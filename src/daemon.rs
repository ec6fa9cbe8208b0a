//! Daemon lifecycle management.
//!
//! Spawns the worker threads, runs the periodic stats reporter, installs
//! signal handlers, and coordinates graceful shutdown. Async work (signals,
//! the reporter interval) stays on the Tokio runtime; the miners themselves
//! are plain OS threads because they are CPU-bound and do blocking socket
//! I/O.

use std::sync::atomic::{AtomicBool, Ordering};
use std::sync::Arc;
use std::time::Duration;

use tokio::signal::unix::{self, SignalKind};
use tokio_util::{sync::CancellationToken, task::TaskTracker};

use crate::config::Config;
use crate::engine::Worker;
use crate::stats::StatsRegistry;
use crate::tracing::prelude::*;

/// How often the stats reporter logs a snapshot.
const REPORT_INTERVAL: Duration = Duration::from_secs(5);

/// The main daemon.
pub struct Daemon {
    config: Arc<Config>,
    shutdown: CancellationToken,
    tracker: TaskTracker,
}

impl Daemon {
    /// Create a new daemon instance.
    pub fn new(config: Config) -> Self {
        Self {
            config: Arc::new(config),
            shutdown: CancellationToken::new(),
            tracker: TaskTracker::new(),
        }
    }

    /// Run the daemon until shutdown is requested.
    pub async fn run(self) -> anyhow::Result<()> {
        let stats = Arc::new(StatsRegistry::new());
        let stop_workers = Arc::new(AtomicBool::new(false));

        let available_cores = core_affinity::get_core_ids().unwrap_or_default();
        let mut workers = Vec::with_capacity(self.config.workers);
        for id in 0..self.config.workers {
            let worker = Worker::new(
                id,
                Arc::clone(&self.config),
                Arc::clone(&stats),
                Arc::clone(&stop_workers),
            );

            let pin = self
                .config
                .pin_cpus
                .get(id % self.config.pin_cpus.len().max(1))
                .and_then(|wanted| available_cores.iter().find(|c| c.id == *wanted))
                .copied();

            let handle = std::thread::Builder::new()
                .name(format!("miner-{id}"))
                .spawn(move || {
                    if let Some(core) = pin {
                        if core_affinity::set_for_current(core) {
                            debug!(worker = id, core = core.id, "pinned worker");
                        } else {
                            warn!(worker = id, core = core.id, "failed to pin worker");
                        }
                    }
                    worker.run();
                })?;
            workers.push(handle);
        }
        info!(workers = self.config.workers, "mining started");

        // Stats reporter.
        self.tracker.spawn({
            let stats = Arc::clone(&stats);
            let shutdown = self.shutdown.clone();
            async move {
                let mut interval = tokio::time::interval(REPORT_INTERVAL);
                interval.tick().await; // first tick is immediate and boring
                loop {
                    tokio::select! {
                        _ = interval.tick() => report(&stats),
                        _ = shutdown.cancelled() => break,
                    }
                }
            }
        });
        self.tracker.close();

        // Install signal handlers.
        let mut sigint = unix::signal(SignalKind::interrupt())?;
        let mut sigterm = unix::signal(SignalKind::terminate())?;

        tokio::select! {
            _ = sigint.recv() => info!("Received SIGINT"),
            _ = sigterm.recv() => info!("Received SIGTERM"),
        }

        // Initiate shutdown. Workers notice the flag at their next stats
        // interval or read timeout.
        self.shutdown.cancel();
        stop_workers.store(true, Ordering::Relaxed);

        self.tracker.wait().await;
        for handle in workers {
            let _ = handle.join();
        }
        info!("Exiting.");

        Ok(())
    }
}

fn report(stats: &StatsRegistry) {
    let snap = stats.snapshot();
    let secs = snap.uptime.as_secs_f64();
    let kilohashes = if secs > 0.0 {
        snap.hashes as f64 / secs / 1000.0
    } else {
        0.0
    };

    info!(
        hashrate = %format!("{kilohashes:.2} KH/s"),
        templates = snap.templates,
        halfshares = snap.halfshares,
        shares = snap.shares,
        valids = snap.valids,
        dropped = snap.dropped,
        "mining stats"
    );

    if snap.block_found {
        info!("a block was found this session, check your wallet");
    }
}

----

#### Work instructions
Give back exactly the lines of the listing above that run from the line with "signal handlers, and" to the line with "shutdown is requested.", inclusive.

#### Task result
//! signal handlers, and coordinates graceful shutdown. Async work (signals,
//! the reporter interval) stays on the Tokio runtime; the miners themselves
//! are plain OS threads because they are CPU-bound and do blocking socket
//! I/O.

use std::sync::atomic::{AtomicBool, Ordering};
use std::sync::Arc;
use std::time::Duration;

use tokio::signal::unix::{self, SignalKind};
use tokio_util::{sync::CancellationToken, task::TaskTracker};

use crate::config::Config;
use crate::engine::Worker;
use crate::stats::StatsRegistry;
use crate::tracing::prelude::*;

/// How often the stats reporter logs a snapshot.
const REPORT_INTERVAL: Duration = Duration::from_secs(5);

/// The main daemon.
pub struct Daemon {
    config: Arc<Config>,
    shutdown: CancellationToken,
    tracker: TaskTracker,
}

impl Daemon {
    /// Create a new daemon instance.
    pub fn new(config: Config) -> Self {
        Self {
            config: Arc::new(config),
            shutdown: CancellationToken::new(),
            tracker: TaskTracker::new(),
        }
    }

    /// Run the daemon until shutdown is requested.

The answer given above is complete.